* **ACTIVITY**
Which of the lines below contain the string "crate"? Pull each one out of the data.
________
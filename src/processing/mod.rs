//! In-memory record transformations.
//!
//! The processing layer evolves [`crate::types::Value`] records with a
//! [`crate::transform::TransformationSpec`]. It is purely in-memory and sequential; see
//! [`crate::execution`] for chunked parallel execution over many records.
//!
//! Currently implemented:
//!
//! - [`evolve()`] / [`evolve_map`]: recursive evolve, total
//! - [`evolver`]: partial application returning an [`Evolver`]
//! - [`try_evolve`]: evolve with an explicit [`MismatchPolicy`]
//!
//! ## Example: nested evolve
//!
//! ```rust
//! use data_evolve::processing::evolve;
//! use data_evolve::transform::{leaves, TransformationSpec};
//! use data_evolve::types::{Map, Value};
//!
//! let spec = TransformationSpec::new()
//!     .leaf("firstName", leaves::trim())
//!     .leaf("lastName", leaves::trim()) // never invoked: no such key in the source
//!     .nested(
//!         "data",
//!         TransformationSpec::new()
//!             .leaf("elapsed", leaves::add(1))
//!             .leaf("remaining", leaves::add(-1)),
//!     );
//!
//! let tomato = Value::map(Map::from([
//!     ("firstName", Value::from("  Tomato ")),
//!     (
//!         "data",
//!         Value::map(Map::from([
//!             ("elapsed", Value::from(100)),
//!             ("remaining", Value::from(1400)),
//!         ])),
//!     ),
//! ]));
//!
//! let out = evolve(&spec, &tomato);
//! assert_eq!(
//!     out.to_string(),
//!     r#"{"firstName":"Tomato","data":{"elapsed":101,"remaining":1399}}"#
//! );
//! ```

pub mod evolve;

pub use evolve::{evolve, evolve_map, evolver, try_evolve, EvolveOptions, Evolver, MismatchPolicy};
________
* **COMPLETED TASK**
//! The processing layer evolves [`crate::types::Value`] records with a
//! [`crate::transform::TransformationSpec`]. It is purely in-memory and sequential; see
//! [`crate::execution`] for chunked parallel execution over many records.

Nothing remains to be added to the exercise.